Luciano Donizete Capana, produtor de Tabatinga, cultiva 20 mil pés de tomate em estufas, incluindo variedades como salada, italiano e grape. Ele destaca a qualidade e proteção que o cultivo protegido oferece, mas aponta o calor excessivo como um obstáculo. “Dentro da estufa, a temperatura chega a 48, 50 graus no pico do dia. Com isso, as flores abortam, o que reduz a produção”, explica. Na safra passada, um problema com vermes foi superado com controle biológico, reforçando sua produção orgânica, que agrega valor ao produto.

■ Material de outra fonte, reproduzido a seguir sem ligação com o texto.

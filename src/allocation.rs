//! The allocation core: reservation-group scoring, capacity partitioning, and
//! the manifest uniqueness guard.
//!
//! Everything in this module is pure and synchronous. Callers run it to
//! completion in memory and only then talk to storage, so a rejected batch
//! never produces a partial write.

use std::collections::{BTreeSet, HashMap, HashSet};

use thiserror::Error;

use crate::models::{FlightCategory, Passenger};

const CONNECTION_WEIGHT: i64 = 3;
const CHECKED_BAGGAGE_WEIGHT: i64 = 2;
const AGE_WEIGHT: i64 = 1;

/// The result of partitioning a candidate passenger list against capacity.
///
/// Every input passenger lands in exactly one of the two lists, and members of
/// one reservation group always land in the same list.
#[derive(Debug, Clone, Default, PartialEq, Eq)]
pub struct Allocation {
    pub seated: Vec<Passenger>,
    pub overbooked: Vec<Passenger>,
}

/// A batch of passenger writes collides on identifiers: either the batch
/// repeats an identifier internally, or it reuses one already on the flight.
#[derive(Debug, Clone, PartialEq, Eq, Error)]
#[error("duplicate passenger ids: {ids:?}")]
pub struct DuplicatePassengerError {
    /// The offending identifiers, sorted ascending.
    pub ids: Vec<i64>,
}

/// All passengers sharing one reservation identifier, in input order.
struct ReservationGroup {
    members: Vec<Passenger>,
    score: i64,
}

impl ReservationGroup {
    fn average_score(&self) -> f64 {
        self.score as f64 / self.members.len() as f64
    }
}

fn tier_weight(category: FlightCategory) -> i64 {
    match category {
        FlightCategory::Black => 10,
        FlightCategory::Platinum => 7,
        FlightCategory::Gold => 5,
        FlightCategory::Normal => 2,
    }
}

/// Priority weight of a single passenger.
pub fn passenger_weight(passenger: &Passenger) -> i64 {
    let mut weight = tier_weight(passenger.flight_category);
    if passenger.has_connections {
        weight += CONNECTION_WEIGHT;
    }
    if passenger.has_checked_baggage {
        weight += CHECKED_BAGGAGE_WEIGHT;
    }
    weight + AGE_WEIGHT * i64::from(passenger.age)
}

/// Group passengers by reservation identifier, preserving both the order in
/// which groups first appear and each group's internal member order.
fn group_by_reservation(passengers: Vec<Passenger>) -> Vec<ReservationGroup> {
    let mut groups: Vec<ReservationGroup> = Vec::new();
    let mut index: HashMap<String, usize> = HashMap::new();

    for passenger in passengers {
        let weight = passenger_weight(&passenger);
        match index.get(&passenger.reservation_id) {
            Some(&i) => {
                groups[i].members.push(passenger);
                groups[i].score += weight;
            }
            None => {
                index.insert(passenger.reservation_id.clone(), groups.len());
                groups.push(ReservationGroup {
                    members: vec![passenger],
                    score: weight,
                });
            }
        }
    }

    groups
}

/// Partition a candidate passenger list into seated and overbooked sets.
///
/// Groups are ranked by descending average score, ties broken by descending
/// group size, remaining ties by first appearance in the input. The ranked
/// groups are then walked in order: a group is seated whole if it fits the
/// remaining capacity, otherwise it is overbooked whole. A rejected group does
/// not end the walk; later groups that still fit are admitted.
pub fn allocate(passengers: Vec<Passenger>, capacity: usize) -> Allocation {
    let mut groups = group_by_reservation(passengers);

    // Stable sort: equal (average, size) keeps first-appearance order.
    groups.sort_by(|a, b| {
        b.average_score()
            .total_cmp(&a.average_score())
            .then_with(|| b.members.len().cmp(&a.members.len()))
    });

    let mut allocation = Allocation::default();
    let mut seated_count = 0usize;
    for group in groups {
        if seated_count + group.members.len() <= capacity {
            seated_count += group.members.len();
            allocation.seated.extend(group.members);
        } else {
            allocation.overbooked.extend(group.members);
        }
    }

    allocation
}

/// Reject a batch of incoming passengers that would break manifest uniqueness.
///
/// Fails if the batch repeats an identifier internally or if any incoming
/// identifier is already in `existing`. The error carries the full offending
/// identifier set. Succeeds with no result value otherwise; this must run
/// before the corresponding storage write.
pub fn check_unique(
    existing: &HashSet<i64>,
    incoming: &[Passenger],
) -> Result<(), DuplicatePassengerError> {
    let mut seen: HashSet<i64> = HashSet::new();
    let mut offending: BTreeSet<i64> = BTreeSet::new();

    for passenger in incoming {
        if !seen.insert(passenger.id) {
            offending.insert(passenger.id);
        }
        if existing.contains(&passenger.id) {
            offending.insert(passenger.id);
        }
    }

    if offending.is_empty() {
        Ok(())
    } else {
        Err(DuplicatePassengerError {
            ids: offending.into_iter().collect(),
        })
    }
}

#[cfg(test)]
mod tests {
    use super::*;

    fn passenger(id: i64, reservation_id: &str, category: FlightCategory, age: u32) -> Passenger {
        Passenger {
            id,
            name: format!("Passenger {id}"),
            has_connections: false,
            age,
            flight_category: category,
            reservation_id: reservation_id.to_string(),
            has_checked_baggage: false,
        }
    }

    fn ids(passengers: &[Passenger]) -> Vec<i64> {
        passengers.iter().map(|p| p.id).collect()
    }

    #[test]
    fn weight_sums_tier_connections_baggage_and_age() {
        let mut p = passenger(1, "R1", FlightCategory::Black, 5);
        p.has_connections = true;
        p.has_checked_baggage = true;
        // 10 + 3 + 2 + 5
        assert_eq!(passenger_weight(&p), 20);

        let plain = passenger(2, "R1", FlightCategory::Normal, 0);
        assert_eq!(passenger_weight(&plain), 2);
    }

    #[test]
    fn tier_weights_are_ordered() {
        assert_eq!(tier_weight(FlightCategory::Black), 10);
        assert_eq!(tier_weight(FlightCategory::Platinum), 7);
        assert_eq!(tier_weight(FlightCategory::Gold), 5);
        assert_eq!(tier_weight(FlightCategory::Normal), 2);
    }

    #[test]
    fn empty_input_yields_empty_lists() {
        let allocation = allocate(vec![], 10);
        assert!(allocation.seated.is_empty());
        assert!(allocation.overbooked.is_empty());
    }

    #[test]
    fn seats_highest_scoring_singles_first() {
        // Weights 20, 15, 5.
        let mut a = passenger(1, "A", FlightCategory::Black, 5);
        a.has_connections = true;
        a.has_checked_baggage = true;
        let mut b = passenger(2, "B", FlightCategory::Platinum, 5);
        b.has_connections = true;
        let c = passenger(3, "C", FlightCategory::Normal, 3);

        let allocation = allocate(vec![c, a, b], 2);
        assert_eq!(ids(&allocation.seated), vec![1, 2]);
        assert_eq!(ids(&allocation.overbooked), vec![3]);
    }

    #[test]
    fn small_high_average_group_outranks_larger_party() {
        // Group A: two passengers averaging 8 (2 + 3 + 3 each).
        let mut a1 = passenger(1, "A", FlightCategory::Normal, 3);
        a1.has_connections = true;
        let mut a2 = passenger(2, "A", FlightCategory::Normal, 3);
        a2.has_connections = true;
        // Group B: one passenger scoring 12 (10 + 2).
        let mut b = passenger(3, "B", FlightCategory::Black, 0);
        b.has_checked_baggage = true;

        let allocation = allocate(vec![a1, a2, b], 3);
        // B ranks first, takes one seat; A still fits in the remaining two.
        assert_eq!(ids(&allocation.seated), vec![3, 1, 2]);
        assert!(allocation.overbooked.is_empty());
    }

    #[test]
    fn group_larger_than_capacity_is_fully_overbooked() {
        let a1 = passenger(1, "A", FlightCategory::Gold, 30);
        let a2 = passenger(2, "A", FlightCategory::Gold, 30);

        let allocation = allocate(vec![a1, a2], 1);
        assert!(allocation.seated.is_empty());
        assert_eq!(ids(&allocation.overbooked), vec![1, 2]);
    }

    #[test]
    fn average_ties_are_broken_by_group_size() {
        // Everyone weighs 6 (2 + 4), so group averages tie and the trio wins.
        let x = passenger(1, "X", FlightCategory::Normal, 4);
        let y1 = passenger(2, "Y", FlightCategory::Normal, 4);
        let y2 = passenger(3, "Y", FlightCategory::Normal, 4);
        let y3 = passenger(4, "Y", FlightCategory::Normal, 4);

        let allocation = allocate(vec![x, y1, y2, y3], 3);
        assert_eq!(ids(&allocation.seated), vec![2, 3, 4]);
        assert_eq!(ids(&allocation.overbooked), vec![1]);
    }

    #[test]
    fn full_ties_preserve_first_appearance_order() {
        let a = passenger(1, "A", FlightCategory::Normal, 4);
        let b = passenger(2, "B", FlightCategory::Normal, 4);
        let c = passenger(3, "C", FlightCategory::Normal, 4);

        let allocation = allocate(vec![a, b, c], 2);
        assert_eq!(ids(&allocation.seated), vec![1, 2]);
        assert_eq!(ids(&allocation.overbooked), vec![3]);
    }

    #[test]
    fn rejection_does_not_end_admission() {
        // Ranked: single weight 20, pair averaging 10, single weight 4.
        let mut top = passenger(1, "A", FlightCategory::Black, 5);
        top.has_connections = true;
        top.has_checked_baggage = true;
        let b1 = passenger(2, "B", FlightCategory::Normal, 8);
        let b2 = passenger(3, "B", FlightCategory::Normal, 8);
        let low = passenger(4, "C", FlightCategory::Normal, 2);

        let allocation = allocate(vec![top, b1, b2, low], 2);
        // The pair is rejected (1 + 2 > 2) but the low single still fits.
        assert_eq!(ids(&allocation.seated), vec![1, 4]);
        assert_eq!(ids(&allocation.overbooked), vec![2, 3]);
    }

    #[test]
    fn every_passenger_lands_in_exactly_one_list() {
        let passengers: Vec<Passenger> = (0..20)
            .map(|i| {
                passenger(
                    i,
                    &format!("R{}", i % 7),
                    FlightCategory::Normal,
                    (i as u32) % 60,
                )
            })
            .collect();

        let allocation = allocate(passengers.clone(), 11);
        let mut all: Vec<i64> = ids(&allocation.seated);
        all.extend(ids(&allocation.overbooked));
        all.sort_unstable();
        let mut expected: Vec<i64> = passengers.iter().map(|p| p.id).collect();
        expected.sort_unstable();
        assert_eq!(all, expected);
        assert!(allocation.seated.len() <= 11);
    }

    #[test]
    fn groups_are_never_split() {
        let passengers: Vec<Passenger> = (0..12)
            .map(|i| passenger(i, &format!("R{}", i % 4), FlightCategory::Gold, i as u32))
            .collect();

        let allocation = allocate(passengers, 7);
        for list in [&allocation.seated, &allocation.overbooked] {
            let reservations: HashSet<&str> =
                list.iter().map(|p| p.reservation_id.as_str()).collect();
            for reservation in reservations {
                let here = list
                    .iter()
                    .filter(|p| p.reservation_id == reservation)
                    .count();
                assert_eq!(here, 3, "group {reservation} was split");
            }
        }
    }

    #[test]
    fn allocation_is_deterministic() {
        let passengers: Vec<Passenger> = (0..15)
            .map(|i| {
                passenger(
                    i,
                    &format!("R{}", i % 5),
                    FlightCategory::Platinum,
                    (i as u32) * 2,
                )
            })
            .collect();

        let first = allocate(passengers.clone(), 9);
        let second = allocate(passengers, 9);
        assert_eq!(first, second);
    }

    #[test]
    fn check_unique_accepts_disjoint_batch() {
        let existing: HashSet<i64> = [1, 2, 3].into_iter().collect();
        let incoming = vec![
            passenger(4, "A", FlightCategory::Normal, 20),
            passenger(5, "A", FlightCategory::Normal, 21),
        ];
        assert!(check_unique(&existing, &incoming).is_ok());
    }

    #[test]
    fn check_unique_rejects_internal_duplicates() {
        let incoming = vec![
            passenger(7, "A", FlightCategory::Normal, 20),
            passenger(7, "B", FlightCategory::Normal, 30),
        ];
        let err = check_unique(&HashSet::new(), &incoming).unwrap_err();
        assert_eq!(err.ids, vec![7]);
    }

    #[test]
    fn check_unique_rejects_collisions_with_existing_ids() {
        let existing: HashSet<i64> = [1, 9].into_iter().collect();
        let incoming = vec![
            passenger(9, "A", FlightCategory::Normal, 20),
            passenger(10, "A", FlightCategory::Normal, 20),
            passenger(1, "B", FlightCategory::Normal, 20),
        ];
        let err = check_unique(&existing, &incoming).unwrap_err();
        assert_eq!(err.ids, vec![1, 9]);
    }
}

Em Pirajuí, Bruno Henrique Marcato expandiu sua produção para o tomate italiano, cultivando 6 mil pés em estufa. Atraído pela rusticidade da cultura em comparação com pepino e pimentão, ele já observa resultados positivos. “Os pés estão bonitos e carregados”, comenta. Uma técnica essencial adotada é a colheita do fruto ainda com uma coloração mais verde, garantindo maior durabilidade para o transporte e mantendo a qualidade exigida pelo mercado.
Ambos os produtores têm perspectivas financeiras positivas. Luciano vende o quilo do tomate orgânico por até R$ 7 para o mercado da capital, enquanto Bruno visa um preço mínimo de R$ 50 por caixa, contando com parceiros comerciais já estabelecidos.